November 4, 2025

To publish and protect

Head of IP Asmita Chande at Zap Energy in Everett, Washington.

Asmita Chande leads Zap's IP protection strategy while promoting innovation every day.

On any given day at Zap, team members are charting new science territory, driving to record plasma performance, or demonstrating technologies to enable the first fusion power plants.

But generating great ideas is a different task than protecting them. Ask a scientist or engineer what they think about intellectual property, and they're likely to describe bureaucratic purgatory: endless forms, legal reviews that stretch into oblivion, and policies designed to smother creativity.

Zap’s Head of IP Asmita Chande has nearly two decades of experience in global IP strategy development and patent prosecution. Most recently, she spent five years at Boeing managing a complex global patent portfolio. That background meant she was acutely aware of the risks of an overly defensive mentality.

“A company's IP culture really matters,” says Asmita Chande, Head of IP at Zap Energy.

“It can either spark well-protected innovation, or lead to a graveyard of valuable ideas.”

Close-up of several black and white awardsAI-generated content may be incorrect.
Zap’s patent portfolio spans from 1998 to the present.

Navigating the middle ground

Zap's leading position in Z-pinch fusion IP began in 1998, with patents granted to Co-Founders Uri Shumlak and Brian Nelson at the University of Washington, now exclusively licensed to Zap. Many more have been granted to Zap since its founding in 2017.

At Zap, Chande manages both defensive patent filings that protect core operations and offensive patents that have broader applicability and can add value via partnerships and licensing opportunities across broader markets.

At the same time, she also works to help guide Zap’s peer-reviewed scientific publications. These publications detail Zap’s advancements in plasma physics and fusion engineering, allowing the fusion community to review and validate technical progress. Patenting that IP before it’s the subject of publication helps protect it, while also reinforcing its legitimacy.

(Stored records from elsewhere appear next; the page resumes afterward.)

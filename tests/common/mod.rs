//! Shared fixtures for the integration tests.
#![allow(dead_code)]

use std::sync::{Arc, Mutex};

use bearer_guard::services::auth::{
    AuthEventListener, AuthenticatedEvent, AuthenticatedToken, ChainTokenExtractor,
    ClaimsPayload, FailureEvent, FailureEventKind, FailureOutcome, IdentityResolver,
    InMemoryUserProvider, JwtClaimsDecoder, ListenerError, Principal, TokenGuard, parse_rules,
};
use jsonwebtoken::{EncodingKey, Header};
use serde_json::{Value, json};

pub const SECRET: &[u8] = b"integration-test-secret";

pub fn now() -> i64 {
    chrono::Utc::now().timestamp()
}

/// HS256 token over `claims`, signed with [`SECRET`].
pub fn mint(claims: &Value) -> String {
    mint_with(claims, SECRET)
}

pub fn mint_with(claims: &Value, secret: &[u8]) -> String {
    jsonwebtoken::encode(
        &Header::default(),
        claims,
        &EncodingKey::from_secret(secret),
    )
    .unwrap()
}

/// Valid for one hour, `username` claim set to `identity`.
pub fn token_for(identity: &str) -> String {
    mint(&json!({"username": identity, "exp": now() + 3600}))
}

pub fn users() -> InMemoryUserProvider {
    InMemoryUserProvider::default()
        .with_user(Principal::new("alice", ["ROLE_USER"]))
        .with_user(Principal::new("bob", ["ROLE_USER", "ROLE_ADMIN"]))
}

#[derive(Debug, Clone, PartialEq)]
pub enum Recorded {
    NotFound(FailureOutcome),
    Invalid(FailureOutcome),
    Authenticated {
        claims: ClaimsPayload,
        token: AuthenticatedToken,
    },
}

/// Listener that remembers every event it sees, in order.
#[derive(Default)]
pub struct RecordingListener {
    events: Mutex<Vec<Recorded>>,
}

impl RecordingListener {
    pub fn events(&self) -> Vec<Recorded> {
        self.events.lock().unwrap().clone()
    }

    pub fn count(&self, kind: FailureEventKind) -> usize {
        self.events()
            .iter()
            .filter(|e| match (e, kind) {
                (Recorded::NotFound(_), FailureEventKind::NotFound) => true,
                (Recorded::Invalid(_), FailureEventKind::Invalid) => true,
                _ => false,
            })
            .count()
    }

    pub fn authenticated(&self) -> usize {
        self.events()
            .iter()
            .filter(|e| matches!(e, Recorded::Authenticated { .. }))
            .count()
    }

    pub fn clear(&self) {
        self.events.lock().unwrap().clear();
    }
}

impl AuthEventListener for RecordingListener {
    fn on_authenticated(&self, event: &AuthenticatedEvent<'_>) -> Result<(), ListenerError> {
        self.events.lock().unwrap().push(Recorded::Authenticated {
            claims: event.claims().clone(),
            token: event.token().clone(),
        });
        Ok(())
    }

    fn on_invalid(&self, event: &mut FailureEvent<'_>) {
        self.events
            .lock()
            .unwrap()
            .push(Recorded::Invalid(event.outcome().clone()));
    }

    fn on_not_found(&self, event: &mut FailureEvent<'_>) {
        self.events
            .lock()
            .unwrap()
            .push(Recorded::NotFound(event.outcome().clone()));
    }
}

/// Guard over the real HS256 decoder and the fixture users.
pub fn guard_with_rules(rules: &str) -> (TokenGuard, Arc<RecordingListener>) {
    let extractor = ChainTokenExtractor::from_rules(parse_rules(rules).unwrap());
    let recorder = Arc::new(RecordingListener::default());
    let guard = TokenGuard::new(
        Arc::new(extractor),
        Arc::new(JwtClaimsDecoder::hs256(SECRET)),
        IdentityResolver::new("username", Arc::new(users())),
    )
    .with_listener(recorder.clone());
    (guard, recorder)
}

pub fn default_guard() -> (TokenGuard, Arc<RecordingListener>) {
    guard_with_rules("header:Authorization:Bearer")
}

A person in a blue sweaterAI-generated content may be incorrect.
Trained as an engineer, Head of IP Asmita Chande is also a registered U.S. Patent Agent.

Head of Theory and Modeling Eric Meier (a patent-holder himself) is bullish on the value of publishing to build scientific credibility, help attract top talent, and open doors to industry collaborations.

"You have to communicate – the best scientists want to be part of a company where they can publish,” says Meier. “So, you always have to be on guard about revealing anything that we want to protect. It’s a balancing act, but it’s worth doing.”

Chande discusses upcoming publication plans with Eric Meier, Zap's Head of Theory & Modeling.

Broadening the inventor base

Zap’s IP Committee tracks inventions, from initial disclosure through prosecution, carefully deciding what to patent, while maintaining both trade secret and patent portfolios. Some inventions are better shielded as trade secrets, and Zap maintains a robust pipeline of documented innovations that aren't publicly visible as patents.

“We're not filing applications just to rack up numbers,” Chande says. “Every patent we’re granted is a valuable tool that can serve our long-term business objectives. Every dollar we save on filing a patent is a dollar we can invest in another innovation."  

One of Chande's favorite initiatives was rethinking Zap’s invention disclosure process. The original approach, designed to give patent attorneys every detail needed to draft a patent application, was so onerous that it discouraged submissions. An electrical and computer science engineer by training, she worked with Zap’s IP Committee to strip it down to lower the bar for entry. She also added incentives for each disclosure: team members’ first invention disclosure earns them a bronze medallion emblazoned with a Zap fusion device. Subsequent submissions can earn silver and gold.

"The people at Zap are brilliant," she says. "When someone comes to me with an idea that they're excited about, my job is to help them protect it without slowing them down.”

Inventors who submit IP disclosures are rewarded with challenge coins.

Ideas that last

The new process is easier to navigate while still enabling systematic evaluation of inventions and alignment with business objectives. After finding the initial process daunting, Research Engineer Nathan Tripp has submitted three invention disclosures in the past year.

“Zap makes it easy to take credit for your work,” says Tripp. “And it’s exciting to imagine that many of these ideas could prove to be important for commercializing fusion.”

Even with streamlined processes, Chande concedes that good IP protection still requires a lot of paperwork. But she's seen how the right approach can make a big impact. Competitive advantages only hold their value if they’re quickly and thoroughly protected, and any number of these inventions might change the trajectory of fusion energy down the road.

"At the end of the day, getting a formally granted patent means you’ve created something deemed novel through truly rigorous examination,” Chande says. “It’s a tremendous honor. It means you've contributed something that will stick around."